● What is required
In the entries that follow, find the word "beneath" and report each line it is on.

[[ Input data, beginning ]]

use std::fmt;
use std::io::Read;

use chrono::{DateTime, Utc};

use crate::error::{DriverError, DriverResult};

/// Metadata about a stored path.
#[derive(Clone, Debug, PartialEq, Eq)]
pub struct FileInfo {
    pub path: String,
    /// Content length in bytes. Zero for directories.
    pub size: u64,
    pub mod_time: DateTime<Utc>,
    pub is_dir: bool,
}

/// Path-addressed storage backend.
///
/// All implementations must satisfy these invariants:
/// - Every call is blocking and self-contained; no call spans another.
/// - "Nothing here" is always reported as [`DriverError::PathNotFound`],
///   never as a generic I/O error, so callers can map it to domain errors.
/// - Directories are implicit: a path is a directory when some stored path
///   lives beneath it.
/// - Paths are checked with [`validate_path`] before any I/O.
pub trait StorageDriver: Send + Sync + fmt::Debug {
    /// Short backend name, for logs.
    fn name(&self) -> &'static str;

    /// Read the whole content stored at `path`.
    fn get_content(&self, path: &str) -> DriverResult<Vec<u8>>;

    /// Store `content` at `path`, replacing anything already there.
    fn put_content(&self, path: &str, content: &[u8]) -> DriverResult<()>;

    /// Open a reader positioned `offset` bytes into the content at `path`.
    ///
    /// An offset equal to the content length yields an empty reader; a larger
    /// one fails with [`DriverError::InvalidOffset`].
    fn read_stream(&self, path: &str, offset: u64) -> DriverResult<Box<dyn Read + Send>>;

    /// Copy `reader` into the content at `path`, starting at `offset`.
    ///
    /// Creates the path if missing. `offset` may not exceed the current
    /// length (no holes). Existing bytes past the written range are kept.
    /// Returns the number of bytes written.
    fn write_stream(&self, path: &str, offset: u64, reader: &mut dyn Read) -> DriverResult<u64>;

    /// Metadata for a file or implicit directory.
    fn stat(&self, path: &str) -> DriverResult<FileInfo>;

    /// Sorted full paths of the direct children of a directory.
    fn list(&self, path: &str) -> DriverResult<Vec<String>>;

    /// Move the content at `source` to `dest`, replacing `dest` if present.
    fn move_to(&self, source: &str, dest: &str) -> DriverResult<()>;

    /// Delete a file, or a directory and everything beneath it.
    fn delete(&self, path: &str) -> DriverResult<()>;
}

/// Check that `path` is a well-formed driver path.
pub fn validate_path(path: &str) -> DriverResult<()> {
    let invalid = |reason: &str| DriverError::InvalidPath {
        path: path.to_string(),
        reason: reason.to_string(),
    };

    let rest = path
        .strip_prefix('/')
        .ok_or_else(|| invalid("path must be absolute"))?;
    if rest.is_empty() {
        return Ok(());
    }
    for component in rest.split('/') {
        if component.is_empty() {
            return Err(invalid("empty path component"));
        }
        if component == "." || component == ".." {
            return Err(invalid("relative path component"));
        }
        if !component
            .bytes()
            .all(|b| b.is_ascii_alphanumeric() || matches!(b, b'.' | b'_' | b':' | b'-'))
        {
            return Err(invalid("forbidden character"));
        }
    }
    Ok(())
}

[[ Input data, end ]]

● Task result
///   lives beneath it.
    /// Delete a file, or a directory and everything beneath it.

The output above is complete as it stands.